_WHAT YOU ARE ASKED TO DO_
Out of the listing below, copy every line that carries the string "return".

=== Section Start ===

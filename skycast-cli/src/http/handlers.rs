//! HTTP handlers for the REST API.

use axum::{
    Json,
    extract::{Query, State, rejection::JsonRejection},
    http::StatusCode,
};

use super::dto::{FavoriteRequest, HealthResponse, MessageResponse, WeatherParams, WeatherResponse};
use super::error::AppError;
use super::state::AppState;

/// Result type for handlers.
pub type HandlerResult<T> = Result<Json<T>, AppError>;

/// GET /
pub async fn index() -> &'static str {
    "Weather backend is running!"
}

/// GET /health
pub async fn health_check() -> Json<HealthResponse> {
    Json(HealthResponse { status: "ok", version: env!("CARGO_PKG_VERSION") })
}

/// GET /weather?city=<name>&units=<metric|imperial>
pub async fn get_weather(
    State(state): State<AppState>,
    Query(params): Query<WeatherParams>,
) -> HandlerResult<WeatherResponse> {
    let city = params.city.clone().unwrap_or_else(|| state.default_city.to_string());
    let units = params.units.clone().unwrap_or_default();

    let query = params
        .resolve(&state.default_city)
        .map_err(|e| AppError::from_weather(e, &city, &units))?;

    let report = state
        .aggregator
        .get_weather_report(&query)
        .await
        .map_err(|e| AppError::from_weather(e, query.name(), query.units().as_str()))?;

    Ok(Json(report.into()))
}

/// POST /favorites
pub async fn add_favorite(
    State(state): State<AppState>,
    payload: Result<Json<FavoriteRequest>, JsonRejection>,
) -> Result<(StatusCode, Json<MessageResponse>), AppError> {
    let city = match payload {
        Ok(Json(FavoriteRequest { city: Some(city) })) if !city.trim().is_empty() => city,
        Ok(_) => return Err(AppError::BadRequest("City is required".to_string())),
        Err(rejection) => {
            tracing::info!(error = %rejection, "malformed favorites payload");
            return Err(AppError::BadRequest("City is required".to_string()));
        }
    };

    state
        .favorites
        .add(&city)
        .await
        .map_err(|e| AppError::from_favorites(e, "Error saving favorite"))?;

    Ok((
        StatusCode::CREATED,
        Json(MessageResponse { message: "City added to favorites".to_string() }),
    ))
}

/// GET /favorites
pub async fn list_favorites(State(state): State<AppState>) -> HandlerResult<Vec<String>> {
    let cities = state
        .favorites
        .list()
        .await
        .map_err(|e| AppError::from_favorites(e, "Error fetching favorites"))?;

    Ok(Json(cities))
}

=== Section End ===

_REPLY_
        Ok(_) => return Err(AppError::BadRequest("City is required".to_string())),
            return Err(AppError::BadRequest("City is required".to_string()));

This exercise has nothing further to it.